様々な考え方があると思うのですが、今回はぼくが本を読んでいるときに感じる三つの理解の段階についてお話したいと思います。
第一段階が一番基本的なものであろう「その本を理解する」こと、第二段階が特に同じ分野の本を読んでいると感じる「色々な本の共通点を見つける」こと、第三段階として「知識を組み合わせて新しいことを考える」と考えました。
それではそれぞれの段階について説明していきましょう。
第一段階:その本を理解する
もっとも基本的なこととして、その本の内容を理解するということが第一段階としてあげられます。
ただし、理解することと本を読み終えることは同じことではありません。
本を読んで理解して(したつもりになって)、その内容を自分の言葉で説明できるようになってはじめて知識が深まったといえるのではないでしょうか。
本の要約を書くという作業は、本当に本の内容を理解しているかを確かめるのに役立つでしょう。
基本的に本には「問い」「主張」「論証」「論拠」というものがあると知っておくと、理解をする手助けになります。

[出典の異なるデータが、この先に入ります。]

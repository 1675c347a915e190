use std::time::{Duration, Instant};

/// Per-interval loop rates, reported through the `loop_metrics` log line.
#[derive(Debug, Clone, Copy, Default, PartialEq)]
pub(crate) struct LoopMetricsSnapshot {
    pub(crate) fps: f32,
    pub(crate) tps: f32,
    pub(crate) frame_time_ms: f32,
    pub(crate) worst_frame_time_ms: f32,
}

#[derive(Debug)]
pub(crate) struct MetricsAccumulator {
    interval_start: Instant,
    interval: Duration,
    frames: u32,
    ticks: u32,
    frame_time_sum: Duration,
    worst_frame_time: Duration,
}

impl MetricsAccumulator {
    pub(crate) fn new(interval: Duration) -> Self {
        Self::starting_at(Instant::now(), interval)
    }

    fn starting_at(interval_start: Instant, interval: Duration) -> Self {
        Self {
            interval_start,
            interval,
            frames: 0,
            ticks: 0,
            frame_time_sum: Duration::ZERO,
            worst_frame_time: Duration::ZERO,
        }
    }

    pub(crate) fn record_frame(&mut self, frame_dt: Duration) {
        self.frames = self.frames.saturating_add(1);
        self.frame_time_sum = self.frame_time_sum.saturating_add(frame_dt);
        self.worst_frame_time = self.worst_frame_time.max(frame_dt);
    }

    pub(crate) fn record_tick(&mut self) {
        self.ticks = self.ticks.saturating_add(1);
    }

    pub(crate) fn maybe_snapshot(&mut self, now: Instant) -> Option<LoopMetricsSnapshot> {
        let elapsed = now.saturating_duration_since(self.interval_start);
        if elapsed < self.interval {
            return None;
        }

        let elapsed_seconds = elapsed.as_secs_f32().max(f32::EPSILON);
        let frame_time_ms = if self.frames == 0 {
            0.0
        } else {
            (self.frame_time_sum.as_secs_f32() / self.frames as f32) * 1000.0
        };
        let snapshot = LoopMetricsSnapshot {
            fps: self.frames as f32 / elapsed_seconds,
            tps: self.ticks as f32 / elapsed_seconds,
            frame_time_ms,
            worst_frame_time_ms: self.worst_frame_time.as_secs_f32() * 1000.0,
        };

        *self = Self::starting_at(now, self.interval);
        Some(snapshot)
    }
}

#[cfg(test)]
mod tests {
    use super::*;

    #[test]
    fn snapshot_reports_rates_and_worst_frame() {
        let base = Instant::now();
        let mut accumulator = MetricsAccumulator::starting_at(base, Duration::from_secs(1));

        accumulator.record_frame(Duration::from_millis(10));
        accumulator.record_frame(Duration::from_millis(30));
        for _ in 0..4 {
            accumulator.record_tick();
        }

        let snapshot = accumulator
            .maybe_snapshot(base + Duration::from_secs(1))
            .expect("snapshot should be emitted");

        assert!((snapshot.fps - 2.0).abs() < 0.05);
        assert!((snapshot.tps - 4.0).abs() < 0.05);
        assert!((snapshot.frame_time_ms - 20.0).abs() < 0.001);
        assert!((snapshot.worst_frame_time_ms - 30.0).abs() < 0.001);
    }

    #[test]
    fn snapshot_waits_for_interval_and_then_resets() {
        let base = Instant::now();
        let mut accumulator = MetricsAccumulator::starting_at(base, Duration::from_secs(1));
        accumulator.record_frame(Duration::from_millis(16));

        assert!(accumulator
            .maybe_snapshot(base + Duration::from_millis(500))
            .is_none());
        assert!(accumulator
            .maybe_snapshot(base + Duration::from_secs(1))
            .is_some());
        let empty = accumulator
            .maybe_snapshot(base + Duration::from_secs(2))
            .expect("second interval");
        assert_eq!(empty.fps, 0.0);
        assert_eq!(empty.worst_frame_time_ms, 0.0);
    }
}
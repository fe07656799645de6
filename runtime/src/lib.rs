//! # Storefront Runtime
//!
//! Runtime implementation for the storefront state architecture.
//!
//! This crate provides the [`Store`] that owns the state tree, runs the
//! reducer, feeds effects back and notifies subscribers.
//!
//! ## Core Components
//!
//! - **Store**: Owns state, reducer and environment; exposes `dispatch`,
//!   `state` and `subscribe`
//! - **Middleware**: Observers that see every action before the reducer does
//! - **Subscriptions**: Listeners called after each completed transition
//!
//! ## Example
//!
//! ```ignore
//! use storefront_runtime::Store;
//!
//! let mut store = Store::new(initial_state, my_reducer, environment);
//!
//! let subscription = store.subscribe(|state| println!("cart has {} lines", state.cart.items.len()));
//! store.dispatch(Action::ClearCart);
//!
//! let lines = store.state().cart.items.len();
//! subscription.unsubscribe();
//! ```
//!
//! The store is synchronous and single-threaded: `dispatch` returns once the
//! action, everything it fed back, and every notification have completed.

use std::time::Duration;

/// Prometheus metrics for observability
pub mod metrics;

/// Middleware observing dispatched actions
pub mod middleware;

/// Listener registry and subscription handles
pub mod subscription;

pub use middleware::{LoggingMiddleware, Middleware};
pub use store::Store;
pub use subscription::{Subscription, SubscriptionId};

/// Configuration for Store instances
///
/// # Example
///
/// ```
/// use storefront_runtime::StoreConfig;
///
/// let config = StoreConfig::default().with_max_feedback_actions(16);
/// assert_eq!(config.max_feedback_actions, 16);
/// ```
#[derive(Debug, Clone, PartialEq, Eq)]
pub struct StoreConfig {
    /// How many actions effects may feed back during a single `dispatch`
    ///
    /// Anything past this budget is dropped and logged; it almost always
    /// means two reducers keep answering each other.
    pub max_feedback_actions: usize,
    /// Reducer runs slower than this are logged at warn level
    pub slow_reducer_threshold: Duration,
}

impl StoreConfig {
    /// Create a new configuration with custom values
    #[must_use]
    pub const fn new(max_feedback_actions: usize, slow_reducer_threshold: Duration) -> Self {
        Self {
            max_feedback_actions,
            slow_reducer_threshold,
        }
    }

    /// Set the feedback budget
    #[must_use]
    pub const fn with_max_feedback_actions(mut self, max: usize) -> Self {
        self.max_feedback_actions = max;
        self
    }

    /// Set the slow reducer threshold
    #[must_use]
    pub const fn with_slow_reducer_threshold(mut self, threshold: Duration) -> Self {
        self.slow_reducer_threshold = threshold;
        self
    }
}

impl Default for StoreConfig {
    fn default() -> Self {
        Self {
            max_feedback_actions: 64,
            slow_reducer_threshold: Duration::from_millis(16),
        }
    }
}

/// Store module - the runtime coordinator for a reducer
pub mod store {
    use crate::StoreConfig;
    use crate::metrics::StoreMetrics;
    use crate::middleware::Middleware;
    use crate::subscription::{ListenerRegistry, Subscription};
    use std::cell::RefCell;
    use std::collections::VecDeque;
    use std::rc::Rc;
    use std::time::Instant;
    use storefront_core::{action::Action, effect::Effect, reducer::Reducer, SmallVec};

    /// The Store - runtime coordinator for a reducer
    ///
    /// The Store manages:
    /// 1. State (owned, read through [`Store::state`])
    /// 2. Reducer (business logic)
    /// 3. Environment (injected dependencies)
    /// 4. Middleware (observers run before the reducer)
    /// 5. Listeners (notified after every completed transition)
    ///
    /// # Type Parameters
    ///
    /// - `S`: State type
    /// - `A`: Action type
    /// - `E`: Environment type
    /// - `R`: Reducer implementation
    ///
    /// A store is a plain value; create as many as you like (one per test,
    /// for instance). It is deliberately `!Send`: all work happens on the
    /// thread that owns it.
    pub struct Store<S, A, E, R>
    where
        R: Reducer<State = S, Action = A, Environment = E>,
    {
        state: S,
        reducer: R,
        environment: E,
        middleware: Vec<Box<dyn Middleware<A>>>,
        listeners: Rc<RefCell<ListenerRegistry<S>>>,
        config: StoreConfig,
    }

    impl<S, A, E, R> Store<S, A, E, R>
    where
        R: Reducer<State = S, Action = A, Environment = E>,
        A: Action,
        S: 'static,
    {
        /// Create a new store with initial state, reducer, and environment
        ///
        /// Uses [`StoreConfig::default`].
        #[must_use]
        pub fn new(initial_state: S, reducer: R, environment: E) -> Self {
            Self::with_config(initial_state, reducer, environment, StoreConfig::default())
        }

        /// Create a new Store with custom configuration
        #[must_use]
        pub fn with_config(initial_state: S, reducer: R, environment: E, config: StoreConfig) -> Self {
            Self {
                state: initial_state,
                reducer,
                environment,
                middleware: Vec::new(),
                listeners: Rc::new(RefCell::new(ListenerRegistry::new())),
                config,
            }
        }

        /// Append a middleware to the chain (builder style)
        ///
        /// Middleware run in the order they were added.
        #[must_use]
        pub fn with_middleware(mut self, middleware: impl Middleware<A> + 'static) -> Self {
            self.add_middleware(middleware);
            self
        }

        /// Append a middleware to the chain
        pub fn add_middleware(&mut self, middleware: impl Middleware<A> + 'static) {
            self.middleware.push(Box::new(middleware));
        }

        /// Current state
        #[must_use]
        pub const fn state(&self) -> &S {
            &self.state
        }

        /// Owned copy of the current state
        #[must_use]
        pub fn snapshot(&self) -> S
        where
            S: Clone,
        {
            self.state.clone()
        }

        /// The injected environment
        #[must_use]
        pub const fn environment(&self) -> &E {
            &self.environment
        }

        /// The store configuration
        #[must_use]
        pub const fn config(&self) -> &StoreConfig {
            &self.config
        }

        /// Register a listener called after every completed transition
        ///
        /// The listener receives the new state. Keep the returned handle to
        /// unsubscribe later; dropping it leaves the listener registered.
        pub fn subscribe(&mut self, listener: impl FnMut(&S) + 'static) -> Subscription<S> {
            let id = self.listeners.borrow_mut().insert(Box::new(listener));
            StoreMetrics::record_subscribers(self.subscriber_count());
            tracing::debug!(subscription = %id, "Listener subscribed");
            Subscription::new(id, Rc::downgrade(&self.listeners))
        }

        /// Number of registered listeners
        #[must_use]
        pub fn subscriber_count(&self) -> usize {
            self.listeners.borrow().len()
        }

        /// Dispatch an action
        ///
        /// 1. Every middleware observes the action
        /// 2. The reducer applies it
        /// 3. Every listener is notified with the new state
        /// 4. Actions fed back by effects go through steps 1-3 in order
        ///
        /// Never fails. Feedback past [`StoreConfig::max_feedback_actions`]
        /// is dropped and logged at error level.
        #[tracing::instrument(skip_all, name = "store_dispatch", fields(action_type = action.action_type()))]
        pub fn dispatch(&mut self, action: A) {
            let mut queue = VecDeque::from([action]);
            let mut fed_back = 0usize;
            let mut root = true;

            while let Some(next) = queue.pop_front() {
                if !root {
                    if fed_back >= self.config.max_feedback_actions {
                        let dropped = queue.len() + 1;
                        tracing::error!(
                            dropped,
                            limit = self.config.max_feedback_actions,
                            "Feedback budget exhausted, dropping remaining actions"
                        );
                        StoreMetrics::record_dropped_feedback(dropped);
                        break;
                    }
                    fed_back += 1;
                    tracing::trace!(action_type = next.action_type(), "Dispatching fed back action");
                }
                root = false;

                for effect in self.process(next) {
                    queue.extend(effect.into_actions());
                }
            }

            if fed_back > 0 {
                StoreMetrics::record_feedback(fed_back);
            }
        }

        /// Runs one action through middleware, reducer and listeners
        fn process(&mut self, action: A) -> SmallVec<[Effect<A>; 4]> {
            let action_type = action.action_type();

            for middleware in &self.middleware {
                middleware.on_dispatch(&action);
            }

            let start = Instant::now();
            let effects = {
                let span = tracing::debug_span!("reducer_execution", action_type);
                let _enter = span.enter();
                self.reducer.reduce(&mut self.state, action, &self.environment)
            };
            let duration = start.elapsed();
            StoreMetrics::record_dispatch(action_type, duration);

            if duration > self.config.slow_reducer_threshold {
                tracing::warn!(action_type, ?duration, "Slow reducer");
            }
            tracing::trace!(action_type, effects = effects.len(), "Reducer completed");

            ListenerRegistry::notify(&self.listeners, &self.state);

            effects
        }
    }

    impl<S, A, E, R> std::fmt::Debug for Store<S, A, E, R>
    where
        R: Reducer<State = S, Action = A, Environment = E>,
        S: std::fmt::Debug,
    {
        fn fmt(&self, f: &mut std::fmt::Formatter<'_>) -> std::fmt::Result {
            f.debug_struct("Store")
                .field("state", &self.state)
                .field("middleware", &self.middleware.len())
                .field("listeners", &self.listeners.borrow().len())
                .field("config", &self.config)
                .finish_non_exhaustive()
        }
    }
}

主に論文でよく使われる概念ではありますが、多くの書籍でもこれに当てはめて考えられるはずです(できないものもありますが)。
この概念を知るにあたっては、学生向けですが『論文の教室』や、それよりはちょっと難しい『議論のレッスン』をおすすめします。
第二段階:色々な本の共通点を見つける
第二段階として、様々な本を読んでいくなかで共通点を見つけることがあげられます。
共通点は同じ言葉でもいいですし、違う言葉を使っているけど言っていることは同じだというものあるでしょう。
主張は同じなのに、あげている根拠がまったく違うというもの見つけられると、その主張を根拠付けるために様々なものがあることに気づけます。

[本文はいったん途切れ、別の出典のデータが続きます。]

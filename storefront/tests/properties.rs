//! State invariants over random action sequences

use proptest::prelude::*;
use std::collections::HashSet;
use std::sync::Arc;
use storefront::catalog::seed_products;
use storefront::types::{ProductId, SortBy, ViewMode, WishlistPriority};
use storefront::{StorefrontAction, StorefrontEnvironment, StorefrontReducer, StorefrontState, StorefrontStore};
use storefront_core::environment::Clock;
use storefront_testing::test_clock;

const IDS: [&str; 6] = ["1", "2", "3", "4", "5", "missing"];

fn arb_id() -> impl Strategy<Value = ProductId> {
    prop::sample::select(IDS.to_vec()).prop_map(ProductId::new)
}

fn arb_product() -> impl Strategy<Value = storefront::types::Product> {
    prop::sample::select(seed_products())
}

fn arb_inventory_action() -> impl Strategy<Value = StorefrontAction> {
    prop_oneof![
        (arb_id(), 0u32..6).prop_map(|(id, q)| StorefrontAction::ReserveItem { id, quantity: q }),
        arb_id().prop_map(|id| StorefrontAction::ReleaseItem { id }),
        (arb_id(), -2i64..8).prop_map(|(id, q)| StorefrontAction::AdjustReservation { id, quantity: q }),
    ]
}

fn arb_action() -> impl Strategy<Value = StorefrontAction> {
    prop_oneof![
        (arb_product(), 0u32..5).prop_map(|(p, q)| StorefrontAction::add_to_cart(p, q)),
        (arb_id(), -3i64..6).prop_map(|(id, q)| StorefrontAction::UpdateQuantity { id, quantity: q }),
        arb_id().prop_map(|id| StorefrontAction::RemoveFromCart { id }),
        arb_id().prop_map(|id| StorefrontAction::SaveForLater { id }),
        arb_id().prop_map(|id| StorefrontAction::MoveToCart { id }),
        Just(StorefrontAction::ClearCart),
        (arb_id(), 0u32..30).prop_map(|(id, stock)| StorefrontAction::UpdateStock { id, stock }),
        arb_product().prop_map(|p| StorefrontAction::add_to_wishlist_with(p, WishlistPriority::High, None)),
        arb_id().prop_map(|id| StorefrontAction::RemoveFromWishlist { id }),
        arb_product().prop_map(StorefrontAction::toggle_wishlist),
        arb_id().prop_map(|id| StorefrontAction::AddRecentlyViewed { id }),
        Just(StorefrontAction::SetViewMode { mode: ViewMode::List }),
        Just(StorefrontAction::SetSortBy { sort_by: Some(SortBy::PriceDesc) }),
        Just(StorefrontAction::ResetFilters),
        arb_inventory_action(),
    ]
}

fn store() -> StorefrontStore {
    let clock: Arc<dyn Clock> = Arc::new(test_clock());
    StorefrontStore::new(
        StorefrontState::seeded(clock.now()),
        StorefrontReducer::new(),
        StorefrontEnvironment::with_clock(clock),
    )
}

fn check_invariants(state: &StorefrontState) -> Result<(), TestCaseError> {
    let cart: Vec<&ProductId> = state.cart.items.iter().map(|l| l.product_id()).collect();
    let saved: Vec<&ProductId> = state.cart.saved_for_later.iter().map(|l| l.product_id()).collect();
    let cart_set: HashSet<&ProductId> = cart.iter().copied().collect();
    let saved_set: HashSet<&ProductId> = saved.iter().copied().collect();

    prop_assert_eq!(cart.len(), cart_set.len(), "duplicate cart line");
    prop_assert_eq!(saved.len(), saved_set.len(), "duplicate saved line");
    prop_assert!(cart_set.is_disjoint(&saved_set), "line both in cart and saved");
    prop_assert!(state.cart.items.iter().all(|l| l.quantity > 0 && !l.saved_for_later));
    prop_assert!(state.cart.saved_for_later.iter().all(|l| l.saved_for_later));

    let wished: HashSet<&ProductId> = state.wishlist.items.iter().map(|e| &e.product.id).collect();
    prop_assert_eq!(wished.len(), state.wishlist.items.len(), "duplicate wishlist entry");

    let viewed: HashSet<&ProductId> = state.user.recently_viewed_ids().collect();
    prop_assert_eq!(viewed.len(), state.user.recently_viewed.len(), "duplicate view record");
    prop_assert!(state.user.recently_viewed.len() <= 10);
    Ok(())
}

proptest! {
    #[test]
    fn prop_invariants_hold_after_every_dispatch(actions in prop::collection::vec(arb_action(), 0..60)) {
        let mut store = store();
        for action in actions {
            store.dispatch(action);
            check_invariants(store.state())?;
        }
    }

    #[test]
    fn prop_remove_from_cart_is_idempotent(
        actions in prop::collection::vec(arb_action(), 0..30),
        id in arb_id(),
    ) {
        let mut store = store();
        for action in actions {
            store.dispatch(action);
        }

        store.dispatch(StorefrontAction::RemoveFromCart { id: id.clone() });
        let once = store.snapshot();
        store.dispatch(StorefrontAction::RemoveFromCart { id });
        prop_assert_eq!(store.snapshot(), once);
    }

    #[test]
    fn prop_inventory_flows_conserve_units(actions in prop::collection::vec(arb_inventory_action(), 0..40)) {
        let mut store = store();
        let initial: Vec<(ProductId, u32)> = seed_products().into_iter().map(|p| (p.id, p.stock)).collect();

        for action in actions {
            store.dispatch(action);

            for (id, stock) in &initial {
                let state = store.state();
                let in_stock = state.catalog.get(id).map_or(0, |p| p.stock);
                let in_cart = state.cart.line(id).map_or(0, |l| l.quantity);
                prop_assert_eq!(in_stock + in_cart, *stock, "units of {} not conserved", id);
            }
        }
    }
}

例えば、『7つの習慣』のWin-Winの関係と近江商人の「三方良し」をご存知でしょうか。
「Win-Winの関係」は簡単にいえばどちらかが損をするのではなく、互いが得をするような関係をつくるべきだというもの。
「三方良し」は「売り手良し」「買い手良し」「世間良し」のことで、売り手も買い手も得をして、社会にも良い影響を与えられるような商売をしようという近江商人の考え方です。

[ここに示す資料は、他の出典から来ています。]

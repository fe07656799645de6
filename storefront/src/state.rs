//! The storefront state tree.
//!
//! One struct per slice, each owned by its own reducer. Collections are
//! persistent (`im`) so cloning the whole tree for a snapshot shares
//! structure with the live state.

use crate::config::StorefrontConfig;
use crate::types::{
    CartId, CartLineItem, FilterState, Preferences, Product, ProductId, RecentlyViewedRecord,
    SortBy, ViewMode, WishlistEntry,
};
use chrono::{DateTime, Utc};
use im::{HashMap, OrdSet, Vector};
use serde::{Deserialize, Serialize};

/// Product catalog
#[derive(Clone, Debug, PartialEq, Serialize, Deserialize)]
pub struct CatalogState {
    /// Products indexed by id
    pub items: HashMap<ProductId, Product>,
    /// Catalog order: every id in `items`, each once, in insertion order
    pub order: Vector<ProductId>,
    /// When the catalog was last replaced
    pub last_updated: DateTime<Utc>,
}

impl CatalogState {
    /// Creates a catalog from `products`
    ///
    /// A repeated id keeps the position of its first occurrence and the data
    /// of its last.
    #[must_use]
    pub fn new(products: impl IntoIterator<Item = Product>, last_updated: DateTime<Utc>) -> Self {
        let mut catalog = Self {
            items: HashMap::new(),
            order: Vector::new(),
            last_updated,
        };
        catalog.replace(products, last_updated);
        catalog
    }

    /// Replaces every product
    pub fn replace(&mut self, products: impl IntoIterator<Item = Product>, at: DateTime<Utc>) {
        let mut items = HashMap::new();
        let mut order = Vector::new();
        for product in products {
            if !items.contains_key(&product.id) {
                order.push_back(product.id.clone());
            }
            items.insert(product.id.clone(), product);
        }
        self.items = items;
        self.order = order;
        self.last_updated = at;
    }

    /// Looks up a product
    #[must_use]
    pub fn get(&self, id: &ProductId) -> Option<&Product> {
        self.items.get(id)
    }

    /// Checks if a product exists
    #[must_use]
    pub fn contains(&self, id: &ProductId) -> bool {
        self.items.contains_key(id)
    }

    /// Products in catalog order
    pub fn products(&self) -> impl Iterator<Item = &Product> {
        self.order.iter().filter_map(|id| self.items.get(id))
    }

    /// Number of products
    #[must_use]
    pub fn len(&self) -> usize {
        self.items.len()
    }

    /// Returns true if the catalog is empty
    #[must_use]
    pub fn is_empty(&self) -> bool {
        self.items.is_empty()
    }
}

/// Cart and saved-for-later lists
///
/// A product id appears at most once across both lists.
#[derive(Clone, Debug, PartialEq, Serialize, Deserialize)]
pub struct CartState {
    /// Active cart lines
    pub items: Vector<CartLineItem>,
    /// Lines parked for later
    pub saved_for_later: Vector<CartLineItem>,
    /// Cart identifier
    pub cart_id: CartId,
    /// Last time either list changed
    pub last_modified: DateTime<Utc>,
}

impl CartState {
    /// Creates an empty cart
    #[must_use]
    pub fn new(now: DateTime<Utc>) -> Self {
        Self {
            items: Vector::new(),
            saved_for_later: Vector::new(),
            cart_id: CartId::new(),
            last_modified: now,
        }
    }

    /// Position of the cart line for `id`
    #[must_use]
    pub fn position(&self, id: &ProductId) -> Option<usize> {
        self.items.iter().position(|line| line.product_id() == id)
    }

    /// Position of the saved line for `id`
    #[must_use]
    pub fn saved_position(&self, id: &ProductId) -> Option<usize> {
        self.saved_for_later
            .iter()
            .position(|line| line.product_id() == id)
    }

    /// Cart line for `id`
    #[must_use]
    pub fn line(&self, id: &ProductId) -> Option<&CartLineItem> {
        self.items.iter().find(|line| line.product_id() == id)
    }

    /// Saved line for `id`
    #[must_use]
    pub fn saved_line(&self, id: &ProductId) -> Option<&CartLineItem> {
        self.saved_for_later
            .iter()
            .find(|line| line.product_id() == id)
    }

    /// Sum of quantities over the cart lines
    #[must_use]
    pub fn item_count(&self) -> u64 {
        self.items.iter().map(|line| u64::from(line.quantity)).sum()
    }
}

/// Wishlist
#[derive(Clone, Debug, Default, PartialEq, Serialize, Deserialize)]
pub struct WishlistState {
    /// Entries in insertion order, at most one per product
    pub items: Vector<WishlistEntry>,
}

impl WishlistState {
    /// Entry for `id`
    #[must_use]
    pub fn get(&self, id: &ProductId) -> Option<&WishlistEntry> {
        self.items.iter().find(|entry| &entry.product.id == id)
    }

    /// Checks if `id` is wished for
    #[must_use]
    pub fn contains(&self, id: &ProductId) -> bool {
        self.get(id).is_some()
    }
}

/// Display settings
#[derive(Clone, Debug, PartialEq, Serialize, Deserialize)]
pub struct UiState {
    /// Grid or list
    pub view_mode: ViewMode,
    /// Active sort key; `None` keeps catalog order
    pub sort_by: Option<SortBy>,
    /// Active filters
    pub filters: FilterState,
    /// Keys of operations currently loading
    pub loading: OrdSet<String>,
}

impl UiState {
    /// Checks a loading flag
    #[must_use]
    pub fn is_loading(&self, key: &str) -> bool {
        self.loading.contains(key)
    }
}

impl Default for UiState {
    fn default() -> Self {
        Self {
            view_mode: ViewMode::Grid,
            sort_by: Some(SortBy::PopularityDesc),
            filters: FilterState::default(),
            loading: OrdSet::new(),
        }
    }
}

/// Session and browsing history
#[derive(Clone, Debug, PartialEq, Serialize, Deserialize)]
pub struct UserState {
    /// Newest first, no duplicate product
    pub recently_viewed: Vector<RecentlyViewedRecord>,
    /// When the session began
    pub session_start: DateTime<Utc>,
    /// Display preferences
    pub preferences: Preferences,
}

impl UserState {
    /// Creates a fresh session
    #[must_use]
    pub fn new(session_start: DateTime<Utc>) -> Self {
        Self {
            recently_viewed: Vector::new(),
            session_start,
            preferences: Preferences::default(),
        }
    }

    /// Recently viewed ids, newest first
    pub fn recently_viewed_ids(&self) -> impl Iterator<Item = &ProductId> {
        self.recently_viewed.iter().map(|record| &record.product_id)
    }
}

/// The whole storefront state tree
#[derive(Clone, Debug, PartialEq, Serialize, Deserialize)]
pub struct StorefrontState {
    /// Product catalog
    pub catalog: CatalogState,
    /// Cart and saved lines
    pub cart: CartState,
    /// Wishlist
    pub wishlist: WishlistState,
    /// Display settings
    pub ui: UiState,
    /// Session and history
    pub user: UserState,
    /// Why the last inventory operation was rejected, if it was
    pub last_rejection: Option<String>,
}

impl StorefrontState {
    /// Creates a state tree over `products`
    #[must_use]
    pub fn new(
        now: DateTime<Utc>,
        products: impl IntoIterator<Item = Product>,
        config: &StorefrontConfig,
    ) -> Self {
        Self {
            catalog: CatalogState::new(products, now),
            cart: CartState::new(now),
            wishlist: WishlistState::default(),
            ui: UiState {
                filters: FilterState::with_price_range(config.default_price_range),
                ..UiState::default()
            },
            user: UserState::new(now),
            last_rejection: None,
        }
    }

    /// Creates a state tree over the sample catalog with default settings
    #[must_use]
    pub fn seeded(now: DateTime<Utc>) -> Self {
        Self::new(now, crate::catalog::seed_products(), &StorefrontConfig::default())
    }

    /// Creates a state tree with an empty catalog
    #[must_use]
    pub fn empty(now: DateTime<Utc>) -> Self {
        Self::new(now, std::iter::empty(), &StorefrontConfig::default())
    }
}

それぞれ時代も国も違うのに、根本的にある考え方は非常に似ているといえます。こうした共通点から新しい何かを考えたり、「これは色々な場所で考えられている重要な事なんだ」と気づくことができるでしょう。
また、こうしたものを見つけたときには大きな喜びを感じることができるものです。
「Win-Winの関係」については使われる機会が多いせいか、微妙に意味が違うと感じていますので、以下の記事を紹介しておきます。
参照:Win-Win(ウィンウィン)の関係の意味を多くの人が勘違いしている | jMatsuzaki
第三段階:知識を組み合わせて新しいこと考える
第三段階として、知識を組み合わせて新たなことを主張したり考えたりすることがあげられます。
これは第一段階と第二段階があってこそ生まれるものであるといえるでしょう。
本の内容を理解して、それらの共通点を見つけたり、それぞれの知識や主張を組み合わせたりすることで、新しいことが考えられるようになるといえます。
基本的に論文は新しい主張をするものですが、その主張のためには様々な論文を引用したりするものです。これも様々な知識を前提に新しいことを考えるものだといえるでしょう。
よい本や論文を書いている人というのは、やはりこの段階に達しているのだなとぼくは考えています。
また、たまに「男の人が偉そうに政治や経済について語っているけど、聞いてみると新聞やネットの情報そのままだよね」という批判を目にしますが、この状態をぬけ出すには第三段階の知識が必要だといえます。
まだ発展段階のもの
これは現時点で本における「知識を深める」ということに対してのぼくの考え方です。
昔考えていたものとも大きく形が変わっているので、これからも変わっていくだろうなと思っています。
そもそも、自分が第一段階をちゃんとできているかもわかりませんし、自分の発展段階に従って考え方が変わっていくのでしょう。
とはいえ、本を読んだりしているときに「自分はちゃんと知識を深めるなんてことができているのかな」ということを確認するときの指標として非常に便利だといえます。